Notturno
La vie quotidienne des habitants derrière les guerres civiles, les dictatures ou les invasions. Des histoires différentes sont réunies dans une unité qui dépasse les frontières. La guerre n'apparaît pas directement : nous l'entendons dans les chants tristes des mères, dans le bégaiement des enfants blessés, dans une pièce de théâtre sur l'absurdité de la politique jouée par les patients d'un hôpital psychiatrique…

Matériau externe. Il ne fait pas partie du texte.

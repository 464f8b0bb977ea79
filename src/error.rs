//! Error types with fix suggestions
//!
//! Every layer owns its error enum; [`KurlError`] wraps them for the public API.
//! Codes are grouped by layer:
//!
//! | Range         | Layer                 |
//! |---------------|-----------------------|
//! | KURL-001..009 | tokenizer             |
//! | KURL-010..019 | option converter      |
//! | KURL-020..029 | validator             |
//! | KURL-030..049 | execution engine      |
//! | KURL-050..059 | deadline/cancellation |
//! | KURL-060..069 | settings and io       |
//!
//! Messages never echo header values, credentials or data payloads. Positions
//! and flag names are enough to locate the mistake.

use std::time::Duration;

use thiserror::Error;

use crate::deadline::DeadlineSource;
use crate::transport::TransportErrorKind;

pub type Result<T> = std::result::Result<T, KurlError>;

/// Trait for errors that provide fix suggestions
pub trait FixSuggestion {
    fn fix_suggestion(&self) -> Option<&str>;
}

// ─────────────────────────────────────────────────────────────
// Tokenizer (KURL-001 to KURL-009)
// ─────────────────────────────────────────────────────────────

#[derive(Error, Debug, Clone, PartialEq, Eq)]
pub enum TokenizeError {
    #[error("KURL-001: Unterminated {quote} quote opened at byte {position}")]
    UnterminatedQuote { quote: char, position: usize },

    #[error("KURL-002: Dangling escape at byte {position} (backslash at end of input)")]
    DanglingEscape { position: usize },
}

impl TokenizeError {
    pub fn position(&self) -> usize {
        match self {
            TokenizeError::UnterminatedQuote { position, .. } => *position,
            TokenizeError::DanglingEscape { position } => *position,
        }
    }
}

// ─────────────────────────────────────────────────────────────
// Option converter (KURL-010 to KURL-019)
// ─────────────────────────────────────────────────────────────

#[derive(Error, Debug, Clone, PartialEq, Eq)]
pub enum ConversionError {
    #[error("KURL-010: Unknown flag '{flag}' at byte {position}")]
    UnknownFlag { flag: String, position: usize },

    #[error("KURL-011: Flag '{flag}' requires a value")]
    MissingValue { flag: String },

    #[error("KURL-012: Malformed header at byte {position}: {reason}")]
    MalformedHeader {
        position: usize,
        reason: &'static str,
    },

    #[error("KURL-013: More than one URL given (extra URL at byte {position})")]
    DuplicateUrl { position: usize },

    #[error("KURL-014: No URL given")]
    MissingUrl,

    #[error("KURL-015: Invalid value for '{flag}': {reason}")]
    InvalidValue { flag: String, reason: String },

    #[error("KURL-016: '{first}' cannot be combined with '{second}'")]
    ConflictingOptions { first: String, second: String },
}

// ─────────────────────────────────────────────────────────────
// Validator (KURL-020 to KURL-029)
// ─────────────────────────────────────────────────────────────

/// The configuration violated a hard constraint; the config itself is untouched.
#[derive(Error, Debug, Clone, PartialEq, Eq)]
#[error("KURL-020: Invalid {field}: {constraint}")]
pub struct ValidationError {
    pub field: String,
    pub constraint: Constraint,
}

impl ValidationError {
    pub fn new(field: impl Into<String>, constraint: Constraint) -> Self {
        Self {
            field: field.into(),
            constraint,
        }
    }
}

#[derive(Error, Debug, Clone, PartialEq, Eq)]
pub enum Constraint {
    #[error("must not be empty")]
    Empty,

    #[error("{actual} bytes exceeds the {max}-byte limit")]
    TooLong { max: usize, actual: usize },

    #[error("{actual} entries exceeds the limit of {max}")]
    TooMany { max: usize, actual: usize },

    #[error("'{0}' is not a standard HTTP method")]
    UnsupportedMethod(String),

    #[error("scheme '{0}' is not supported (use http or https)")]
    UnsupportedScheme(String),

    #[error("is managed by the client and cannot be set")]
    Forbidden,

    #[error("contains characters outside the RFC 7230 token set")]
    InvalidName,

    #[error("contains a line break")]
    LineBreak,

    #[error("credentials over plain http are refused (pass --allow-plaintext-auth to override)")]
    PlaintextCredentials,

    #[error("must not be negative")]
    Negative,

    #[error("{0}")]
    Malformed(String),
}

// ─────────────────────────────────────────────────────────────
// Execution engine (KURL-030 to KURL-049)
// ─────────────────────────────────────────────────────────────

#[derive(Error, Debug, Clone)]
pub enum ExecutionError {
    #[error("KURL-030: TLS configuration error: {reason}")]
    TlsConfig { reason: String },

    #[error("KURL-031: Proxy configuration error: {reason}")]
    ProxyConfig { reason: String },

    #[error("KURL-032: Request to {url} failed ({kind}): {reason}")]
    Connection {
        url: String,
        kind: TransportErrorKind,
        reason: String,
    },

    #[error("KURL-033: Response body exceeds the {limit}-byte limit")]
    ResponseTooLarge { limit: u64 },

    #[error("KURL-034: Maximum of {max} redirects exceeded (last location: {url})")]
    RedirectLoopExceeded { max: u32, url: String },

    #[error("KURL-035: Giving up after {attempts} attempts: {last}")]
    RetriesExhausted {
        attempts: u32,
        last: Box<ExecutionError>,
    },

    #[error("KURL-036: {url} answered with retryable status {status}")]
    RetryableStatus { status: u16, url: String },

    #[error("KURL-037: Cannot read {what}: {reason}")]
    Resource { what: String, reason: String },

    #[error("KURL-038: Invalid URL '{url}': {reason}")]
    InvalidUrl { url: String, reason: String },
}

impl ExecutionError {
    /// The innermost cause, looking through retry exhaustion.
    pub fn root(&self) -> &ExecutionError {
        match self {
            ExecutionError::RetriesExhausted { last, .. } => last.root(),
            other => other,
        }
    }
}

// ─────────────────────────────────────────────────────────────
// Deadline and cancellation (KURL-050 to KURL-059)
// ─────────────────────────────────────────────────────────────

#[derive(Error, Debug, Clone, PartialEq, Eq)]
pub enum CancellationError {
    #[error("KURL-050: Deadline exceeded after {}ms ({origin} deadline)", .elapsed.as_millis())]
    DeadlineExceeded {
        origin: DeadlineSource,
        elapsed: Duration,
    },

    #[error("KURL-051: Request cancelled")]
    Cancelled,
}

// ─────────────────────────────────────────────────────────────
// Top level
// ─────────────────────────────────────────────────────────────

/// All error variants are part of the public API.
#[derive(Error, Debug)]
pub enum KurlError {
    #[error(transparent)]
    Tokenize(#[from] TokenizeError),

    #[error(transparent)]
    Conversion(#[from] ConversionError),

    #[error(transparent)]
    Validation(#[from] ValidationError),

    #[error(transparent)]
    Execution(#[from] ExecutionError),

    #[error(transparent)]
    Cancellation(#[from] CancellationError),

    #[error("KURL-060: Settings error in {path}: {reason}")]
    Settings { path: String, reason: String },

    #[error("KURL-061: IO error: {0}")]
    Io(#[from] std::io::Error),
}

impl KurlError {
    /// Process exit status for the binary, following curl's numbering where one exists.
    pub fn exit_code(&self) -> i32 {
        match self {
            KurlError::Tokenize(_) | KurlError::Conversion(_) => 2,
            KurlError::Validation(err) if err.field == "url" => 3,
            KurlError::Validation(_) => 2,
            KurlError::Execution(err) => match err.root() {
                ExecutionError::TlsConfig { .. } => 35,
                ExecutionError::ProxyConfig { .. } => 5,
                ExecutionError::Connection { kind, .. } => match kind {
                    TransportErrorKind::Timeout => 28,
                    TransportErrorKind::Tls => 35,
                    TransportErrorKind::Proxy => 5,
                    TransportErrorKind::Body => 56,
                    _ => 7,
                },
                ExecutionError::ResponseTooLarge { .. } => 63,
                ExecutionError::RedirectLoopExceeded { .. } => 47,
                ExecutionError::RetryableStatus { .. } => 22,
                ExecutionError::Resource { .. } => 26,
                ExecutionError::InvalidUrl { .. } => 3,
                ExecutionError::RetriesExhausted { .. } => 7,
            },
            KurlError::Cancellation(CancellationError::DeadlineExceeded { .. }) => 28,
            KurlError::Cancellation(CancellationError::Cancelled) => 130,
            KurlError::Settings { .. } => 2,
            KurlError::Io(_) => 23,
        }
    }

    /// Whether running the same request again could succeed.
    pub fn is_retryable(&self) -> bool {
        match self {
            KurlError::Execution(err) => matches!(
                err.root(),
                ExecutionError::Connection { .. } | ExecutionError::RetryableStatus { .. }
            ),
            _ => false,
        }
    }

    /// Whether the failure happened before any network traffic.
    pub fn is_input_error(&self) -> bool {
        matches!(
            self,
            KurlError::Tokenize(_) | KurlError::Conversion(_) | KurlError::Validation(_)
        )
    }
}

impl FixSuggestion for TokenizeError {
    fn fix_suggestion(&self) -> Option<&str> {
        match self {
            TokenizeError::UnterminatedQuote { .. } => Some("Close the quote or escape it with a backslash"),
            TokenizeError::DanglingEscape { .. } => {
                Some("Remove the trailing backslash or put the next argument on the following line")
            }
        }
    }
}

impl FixSuggestion for ConversionError {
    fn fix_suggestion(&self) -> Option<&str> {
        match self {
            ConversionError::UnknownFlag { .. } => Some("Remove the flag; kurl accepts a subset of curl options"),
            ConversionError::MissingValue { .. } => Some("Pass the flag's value as the next argument"),
            ConversionError::MalformedHeader { .. } => Some("Use the form -H 'Name: value'"),
            ConversionError::DuplicateUrl { .. } => Some("Quote arguments containing spaces; only one URL is allowed"),
            ConversionError::MissingUrl => Some("Add the target URL, e.g. https://example.com"),
            ConversionError::InvalidValue { .. } => Some("Check the value's format against curl's documentation"),
            ConversionError::ConflictingOptions { .. } => Some("Send either a data body, a form, or an upload file"),
        }
    }
}

impl FixSuggestion for ValidationError {
    fn fix_suggestion(&self) -> Option<&str> {
        match &self.constraint {
            Constraint::PlaintextCredentials => Some("Switch the URL to https"),
            Constraint::UnsupportedMethod(_) => {
                Some("Use GET, HEAD, POST, PUT, DELETE, CONNECT, OPTIONS, TRACE or PATCH")
            }
            Constraint::UnsupportedScheme(_) => Some("Only http:// and https:// URLs are executed"),
            Constraint::Forbidden => Some("Remove the header; it is derived from the request"),
            Constraint::TooLong { .. } | Constraint::TooMany { .. } => {
                Some("Shrink the request or raise the limit in the settings file")
            }
            _ => None,
        }
    }
}

impl FixSuggestion for ExecutionError {
    fn fix_suggestion(&self) -> Option<&str> {
        match self {
            ExecutionError::TlsConfig { .. } => Some("Check --cert/--key/--cacert files are PEM encoded"),
            ExecutionError::ProxyConfig { .. } => Some("Use a proxy URL like http://host:port or socks5://host:port"),
            ExecutionError::Connection { .. } => Some("Check the host is reachable, or add --retry N"),
            ExecutionError::ResponseTooLarge { .. } => Some("Raise --max-filesize"),
            ExecutionError::RedirectLoopExceeded { .. } => Some("Raise --max-redirs or drop -L"),
            ExecutionError::RetriesExhausted { .. } => Some("Raise --retry or --retry-max-time"),
            ExecutionError::RetryableStatus { .. } => Some("The server is overloaded or failing; retry later"),
            ExecutionError::Resource { .. } => Some("Check file path and permissions"),
            ExecutionError::InvalidUrl { .. } => Some("Check the URL spelling"),
        }
    }
}

impl FixSuggestion for KurlError {
    fn fix_suggestion(&self) -> Option<&str> {
        match self {
            KurlError::Tokenize(e) => e.fix_suggestion(),
            KurlError::Conversion(e) => e.fix_suggestion(),
            KurlError::Validation(e) => e.fix_suggestion(),
            KurlError::Execution(e) => e.fix_suggestion(),
            KurlError::Cancellation(CancellationError::DeadlineExceeded { .. }) => {
                Some("Raise --max-time or the caller deadline")
            }
            KurlError::Cancellation(CancellationError::Cancelled) => None,
            KurlError::Settings { .. } => Some("Fix the TOML syntax or delete the settings file"),
            KurlError::Io(_) => Some("Check file path and permissions"),
        }
    }
}

#[cfg(test)]
mod tests {
    use super::*;

    #[test]
    fn test_codes_are_layered() {
        let err = KurlError::from(TokenizeError::DanglingEscape { position: 4 });
        assert!(err.to_string().starts_with("KURL-002"));
        assert!(err.is_input_error());
        assert!(!err.is_retryable());

        let err = KurlError::from(CancellationError::Cancelled);
        assert!(err.to_string().starts_with("KURL-051"));
        assert!(!err.is_input_error());
    }

    #[test]
    fn test_exhausted_exit_code_follows_root_cause() {
        let err = KurlError::from(ExecutionError::RetriesExhausted {
            attempts: 3,
            last: Box::new(ExecutionError::Connection {
                url: "https://example.com/".into(),
                kind: TransportErrorKind::Timeout,
                reason: "timed out".into(),
            }),
        });
        assert_eq!(err.exit_code(), 28);
        assert!(err.is_retryable());
    }

    #[test]
    fn test_every_input_error_has_suggestion() {
        let errors = [
            KurlError::from(ConversionError::MissingUrl),
            KurlError::from(ConversionError::MissingValue { flag: "-H".into() }),
            KurlError::from(TokenizeError::UnterminatedQuote {
                quote: '\'',
                position: 0,
            }),
        ];
        for err in errors {
            assert!(err.fix_suggestion().is_some(), "{err}");
        }
    }
}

Notturno, annoncé comme "un film de lumière sur l’obscurité de la guerre", a été tourné le long des frontières de l’Irak, du Kurdistan, de la Syrie et du Liban, dans la lueur tremblante d'une guerre apparemment sans fin, qu’elle soit civile, étrangère ou instiguées par les terroristes. À travers des vignettes méticuleusement assemblées, Rosi compose un portrait plein de compassion de la vie quotidienne sur la ligne de front, donnant un visage et une voix à ceux qui se réveillent tous les matins pour vivre un jour de plus dans cet endroit troublé du monde. La plupart des gens là-bas ont vécu des horreurs de première ou de seconde main. Un groupe de vieilles dames entonne un champ funèbre pour les fils qui ont été tués.

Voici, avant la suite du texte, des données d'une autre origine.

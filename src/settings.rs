//! Tool-level defaults from a TOML settings file
//!
//! The file lives at `$KURL_CONFIG` or `<config_dir>/kurl/config.toml`
//! (`~/.config/kurl/config.toml` on Linux).
//!
//! ## Priority Order (highest to lowest)
//!
//! 1. Command-line flags
//! 2. Settings file
//! 3. Built-in defaults
//!
//! ```toml
//! user_agent = "kurl-ci/1.0"
//! max_body_bytes = 1048576
//! max_response_bytes = 52428800
//! retryable_status = [429, 503]
//! connect_timeout_secs = 5.0
//! ```

use std::collections::BTreeSet;
use std::fs;
use std::path::{Path, PathBuf};

use serde::{Deserialize, Serialize};
use tracing::debug;

use crate::config::{RequestConfig, DEFAULT_RETRYABLE_STATUS};
use crate::engine::ExecutorBuilder;
use crate::error::{KurlError, Result};
use crate::limits::Limits;

/// Environment variable naming an explicit settings file.
pub const CONFIG_ENV: &str = "KURL_CONFIG";

#[derive(Debug, Clone, Default, Serialize, Deserialize, PartialEq)]
#[serde(default, deny_unknown_fields)]
pub struct Settings {
    /// User-Agent sent when the command has no `-A`; empty disables it
    pub user_agent: Option<String>,

    /// Request body cap in bytes
    pub max_body_bytes: Option<usize>,

    /// Response body cap in bytes when the command has no `--max-filesize`
    pub max_response_bytes: Option<u64>,

    /// Statuses retried by `--retry` instead of the built-in set
    pub retryable_status: Option<Vec<u16>>,

    /// Connect timeout when the command has no `--connect-timeout`
    pub connect_timeout_secs: Option<f64>,
}

impl Settings {
    /// `$KURL_CONFIG`, else `<config_dir>/kurl/config.toml`.
    pub fn config_path() -> PathBuf {
        if let Some(path) = std::env::var_os(CONFIG_ENV).filter(|p| !p.is_empty()) {
            return PathBuf::from(path);
        }
        dirs::config_dir()
            .unwrap_or_else(|| PathBuf::from("."))
            .join("kurl")
            .join("config.toml")
    }

    /// Load from the default location.
    pub fn load() -> Result<Self> {
        Self::load_from(&Self::config_path())
    }

    /// Missing file yields defaults; an unreadable or malformed one is an error.
    pub fn load_from(path: &Path) -> Result<Self> {
        if !path.exists() {
            debug!(path = %path.display(), "no settings file");
            return Ok(Self::default());
        }

        let content = fs::read_to_string(path).map_err(|e| KurlError::Settings {
            path: path.display().to_string(),
            reason: format!("failed to read: {e}"),
        })?;

        let settings = Self::from_toml(&content).map_err(|reason| KurlError::Settings {
            path: path.display().to_string(),
            reason,
        })?;
        debug!(path = %path.display(), "loaded settings");
        Ok(settings)
    }

    pub fn from_toml(content: &str) -> std::result::Result<Self, String> {
        let settings: Self = toml::from_str(content).map_err(|e| e.to_string())?;
        if let Some(secs) = settings.connect_timeout_secs {
            if !secs.is_finite() || secs < 0.0 {
                return Err(format!("connect_timeout_secs must be >= 0, got {secs}"));
            }
        }
        if let Some(statuses) = &settings.retryable_status {
            if let Some(bad) = statuses.iter().find(|s| !(100..=599).contains(*s)) {
                return Err(format!("retryable_status contains invalid status {bad}"));
            }
        }
        Ok(settings)
    }

    /// Validation caps with the file's body cap applied.
    pub fn limits(&self) -> Limits {
        match self.max_body_bytes {
            Some(max) => Limits::default().with_max_body_bytes(max),
            None => Limits::default(),
        }
    }

    /// Executor builder seeded with the file's defaults.
    pub fn executor(&self) -> ExecutorBuilder {
        let mut builder = ExecutorBuilder::default().limits(self.limits());
        if let Some(agent) = &self.user_agent {
            builder = builder.user_agent(Some(agent.clone()).filter(|a| !a.is_empty()));
        }
        if let Some(max) = self.max_response_bytes {
            builder = builder.max_response_bytes(max);
        }
        builder
    }

    /// Fill in per-request values the command left unset.
    pub fn apply(&self, config: &RequestConfig) -> RequestConfig {
        let mut builder = config.to_builder();
        if config.timeouts().connect.is_none() {
            if let Some(secs) = self.connect_timeout_secs {
                builder = builder.connect_timeout(secs);
            }
        }
        if let Some(statuses) = &self.retryable_status {
            let default: BTreeSet<u16> = DEFAULT_RETRYABLE_STATUS.into_iter().collect();
            if config.retry().retries() > 0 && config.retry().retryable_status == default {
                builder = builder.retryable_status(statuses.iter().copied());
            }
        }
        builder.build()
    }
}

Des enfants, anciennement prisonniers de Daech, racontent leurs expériences à travers des dessins, qu'on voit épinglés sur un large panneau dans une classe – et la vue de ces gribouillages enfantins qui représentent des actes affreux risque de hanter le spectateur pendant un certain temps. Des patients dans un hôpital psychiatrique préparent un spectacle thérapeutique sur l’absurdité de différentes politiques. Un jeune couple sur un toit attend la pluie en partageant une chicha dont les gargouillements se fondent dans un montage sonore qui comprend aussi les explosions qu’on perçoit au loin. On tire avec le fusil d’un chasseur d’oiseaux, ce qui produit un étrange écho qui s’avère un coup de fusil d’un tout autre genre. Ces images complexes, ensemble, proposent une expérience qui, le plus souvent, ressemble à un poème, plus encore que dans les films précédents de Rosi. Dans une scène, qui n’est pas sans évoquer La Strada de Fellini, on voit un cheval qui se tient au milieu de la rue dans une ville : on ne sait pas bien pourquoi est là, mais l’image est assez glorieuse.
Une autre preuve de ce lyrisme : Notturno se déploie comme une journée ordinaire de cette vie particulière, toujours à côté de, mais jamais vraiment plongée dans les combats. L’expérience n’est pas immédiate (quelques lignes d’explication sont fournies au début du film, après quoi le spectateur est seul) mais très doucement, les voix et les visages gagnent en clarté. De grandes questions sont tranquillement soulevées et des rencontres, modestes mais poignantes, restent imprimées en vous, font des méandres à travers votre esprit et vos sens et résonnent encore longtemps après que la lumière se soit rallumée dans la salle.